WHAT YOU SHOULD DO:
In the records that follow, find each line with the word "bool" and copy it.
--- START ---
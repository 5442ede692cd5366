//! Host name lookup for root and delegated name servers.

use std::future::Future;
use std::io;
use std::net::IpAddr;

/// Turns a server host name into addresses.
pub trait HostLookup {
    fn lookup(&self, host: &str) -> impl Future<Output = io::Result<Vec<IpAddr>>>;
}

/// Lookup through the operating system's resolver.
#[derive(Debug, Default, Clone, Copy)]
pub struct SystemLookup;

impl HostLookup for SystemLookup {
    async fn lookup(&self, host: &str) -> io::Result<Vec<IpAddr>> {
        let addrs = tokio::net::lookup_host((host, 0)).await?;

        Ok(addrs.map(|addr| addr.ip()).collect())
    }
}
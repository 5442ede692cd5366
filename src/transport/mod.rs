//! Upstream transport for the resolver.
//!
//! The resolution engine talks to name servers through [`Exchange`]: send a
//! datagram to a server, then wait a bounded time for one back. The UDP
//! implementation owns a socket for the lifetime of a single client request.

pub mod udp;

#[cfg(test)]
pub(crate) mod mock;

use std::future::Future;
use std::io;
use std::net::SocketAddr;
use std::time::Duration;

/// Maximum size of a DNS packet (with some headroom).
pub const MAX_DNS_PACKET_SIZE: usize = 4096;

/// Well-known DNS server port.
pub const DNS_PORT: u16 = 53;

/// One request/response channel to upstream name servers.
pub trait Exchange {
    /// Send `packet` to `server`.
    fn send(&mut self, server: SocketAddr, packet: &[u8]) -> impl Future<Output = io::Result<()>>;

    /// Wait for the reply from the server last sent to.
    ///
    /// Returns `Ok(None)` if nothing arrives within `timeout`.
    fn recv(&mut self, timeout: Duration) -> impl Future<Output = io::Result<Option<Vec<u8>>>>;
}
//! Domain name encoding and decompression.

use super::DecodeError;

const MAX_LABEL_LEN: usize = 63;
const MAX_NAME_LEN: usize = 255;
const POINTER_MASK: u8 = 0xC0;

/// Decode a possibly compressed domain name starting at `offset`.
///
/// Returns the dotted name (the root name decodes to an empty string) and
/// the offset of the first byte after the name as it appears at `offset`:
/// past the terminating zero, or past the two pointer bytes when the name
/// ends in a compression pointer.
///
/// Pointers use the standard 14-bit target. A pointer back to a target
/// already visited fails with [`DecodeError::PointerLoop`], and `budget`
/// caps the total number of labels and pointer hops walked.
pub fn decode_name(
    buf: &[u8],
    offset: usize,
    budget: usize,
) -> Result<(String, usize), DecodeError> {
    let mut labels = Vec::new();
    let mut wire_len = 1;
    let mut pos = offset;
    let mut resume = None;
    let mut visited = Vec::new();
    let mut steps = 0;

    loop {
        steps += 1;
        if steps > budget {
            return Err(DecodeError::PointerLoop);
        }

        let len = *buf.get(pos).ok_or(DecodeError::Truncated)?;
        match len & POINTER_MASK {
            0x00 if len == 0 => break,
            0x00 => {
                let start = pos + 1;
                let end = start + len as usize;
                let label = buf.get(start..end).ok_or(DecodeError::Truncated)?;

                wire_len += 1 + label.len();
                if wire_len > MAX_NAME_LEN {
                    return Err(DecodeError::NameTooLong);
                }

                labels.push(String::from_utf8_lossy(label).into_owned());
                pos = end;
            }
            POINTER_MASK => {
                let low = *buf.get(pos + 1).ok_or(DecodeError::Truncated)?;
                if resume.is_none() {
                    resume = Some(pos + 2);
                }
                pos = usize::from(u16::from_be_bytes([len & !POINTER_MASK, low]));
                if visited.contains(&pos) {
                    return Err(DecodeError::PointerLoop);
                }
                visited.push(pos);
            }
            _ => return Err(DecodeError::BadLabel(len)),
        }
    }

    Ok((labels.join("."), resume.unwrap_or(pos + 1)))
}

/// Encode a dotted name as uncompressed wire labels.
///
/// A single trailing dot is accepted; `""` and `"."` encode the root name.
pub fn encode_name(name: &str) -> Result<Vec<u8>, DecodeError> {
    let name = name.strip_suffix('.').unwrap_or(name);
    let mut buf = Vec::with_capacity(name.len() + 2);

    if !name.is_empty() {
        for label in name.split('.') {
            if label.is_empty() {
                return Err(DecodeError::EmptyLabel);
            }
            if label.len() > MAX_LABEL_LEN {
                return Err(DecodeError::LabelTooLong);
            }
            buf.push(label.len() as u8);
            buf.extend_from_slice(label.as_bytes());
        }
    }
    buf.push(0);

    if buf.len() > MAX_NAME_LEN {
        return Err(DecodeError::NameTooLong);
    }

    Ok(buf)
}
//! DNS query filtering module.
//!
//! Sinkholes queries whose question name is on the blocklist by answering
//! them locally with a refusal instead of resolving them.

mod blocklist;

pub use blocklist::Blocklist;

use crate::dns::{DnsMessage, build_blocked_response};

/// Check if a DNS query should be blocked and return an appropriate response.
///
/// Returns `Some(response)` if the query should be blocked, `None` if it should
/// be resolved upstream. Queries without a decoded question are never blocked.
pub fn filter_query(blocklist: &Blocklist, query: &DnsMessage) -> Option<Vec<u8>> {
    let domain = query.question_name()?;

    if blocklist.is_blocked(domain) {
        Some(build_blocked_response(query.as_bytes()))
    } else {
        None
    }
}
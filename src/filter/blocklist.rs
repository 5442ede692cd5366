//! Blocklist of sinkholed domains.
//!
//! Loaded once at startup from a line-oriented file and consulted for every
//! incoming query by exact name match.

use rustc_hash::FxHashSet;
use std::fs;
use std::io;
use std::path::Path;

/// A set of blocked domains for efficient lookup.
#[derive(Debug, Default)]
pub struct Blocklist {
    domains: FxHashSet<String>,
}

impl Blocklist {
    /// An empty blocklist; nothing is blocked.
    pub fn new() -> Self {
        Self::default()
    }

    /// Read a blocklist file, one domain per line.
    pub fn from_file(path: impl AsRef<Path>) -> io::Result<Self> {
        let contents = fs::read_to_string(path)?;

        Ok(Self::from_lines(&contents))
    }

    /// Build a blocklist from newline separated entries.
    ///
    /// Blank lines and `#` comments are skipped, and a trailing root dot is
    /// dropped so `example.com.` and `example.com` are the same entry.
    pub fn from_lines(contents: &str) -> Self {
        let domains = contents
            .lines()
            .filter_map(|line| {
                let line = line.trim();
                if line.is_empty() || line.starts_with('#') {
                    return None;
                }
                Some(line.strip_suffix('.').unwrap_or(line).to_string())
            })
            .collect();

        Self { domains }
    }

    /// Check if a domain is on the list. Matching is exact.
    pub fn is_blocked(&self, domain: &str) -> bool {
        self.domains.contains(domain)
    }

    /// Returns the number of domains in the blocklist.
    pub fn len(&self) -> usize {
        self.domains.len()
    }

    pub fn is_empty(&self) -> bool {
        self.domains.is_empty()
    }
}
--- END ---
--- START ---
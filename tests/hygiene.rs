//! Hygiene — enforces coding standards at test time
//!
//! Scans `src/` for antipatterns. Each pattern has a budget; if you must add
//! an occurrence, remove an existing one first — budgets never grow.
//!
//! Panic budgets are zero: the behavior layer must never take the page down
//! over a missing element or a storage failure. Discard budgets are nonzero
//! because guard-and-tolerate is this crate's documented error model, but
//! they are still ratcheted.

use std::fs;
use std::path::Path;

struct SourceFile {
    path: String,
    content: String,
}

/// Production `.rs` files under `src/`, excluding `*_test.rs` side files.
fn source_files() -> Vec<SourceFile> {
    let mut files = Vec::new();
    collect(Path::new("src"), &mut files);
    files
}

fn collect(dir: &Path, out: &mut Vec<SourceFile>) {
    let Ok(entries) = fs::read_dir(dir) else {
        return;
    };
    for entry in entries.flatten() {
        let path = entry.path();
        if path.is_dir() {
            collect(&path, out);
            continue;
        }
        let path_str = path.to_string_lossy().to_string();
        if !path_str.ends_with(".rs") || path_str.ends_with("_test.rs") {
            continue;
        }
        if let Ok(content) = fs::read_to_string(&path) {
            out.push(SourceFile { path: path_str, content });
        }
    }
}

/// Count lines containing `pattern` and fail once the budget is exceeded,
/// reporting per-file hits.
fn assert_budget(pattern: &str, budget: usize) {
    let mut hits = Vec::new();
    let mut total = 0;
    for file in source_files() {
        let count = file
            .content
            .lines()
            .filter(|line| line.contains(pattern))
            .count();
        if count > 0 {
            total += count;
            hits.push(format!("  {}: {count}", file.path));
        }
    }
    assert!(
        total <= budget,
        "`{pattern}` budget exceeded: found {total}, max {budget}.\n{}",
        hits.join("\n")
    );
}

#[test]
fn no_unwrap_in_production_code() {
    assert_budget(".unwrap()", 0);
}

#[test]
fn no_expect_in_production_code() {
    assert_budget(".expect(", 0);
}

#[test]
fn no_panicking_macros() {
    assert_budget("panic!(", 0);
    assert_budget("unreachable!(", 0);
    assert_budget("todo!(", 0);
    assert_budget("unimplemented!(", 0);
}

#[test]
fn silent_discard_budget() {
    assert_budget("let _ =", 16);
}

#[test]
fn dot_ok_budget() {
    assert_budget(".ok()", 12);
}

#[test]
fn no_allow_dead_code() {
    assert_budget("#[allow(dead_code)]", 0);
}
--- END ---
ANSWER FOR THIS EXERCISE:
    pub fn is_blocked(&self, domain: &str) -> bool {
    pub fn is_empty(&self) -> bool {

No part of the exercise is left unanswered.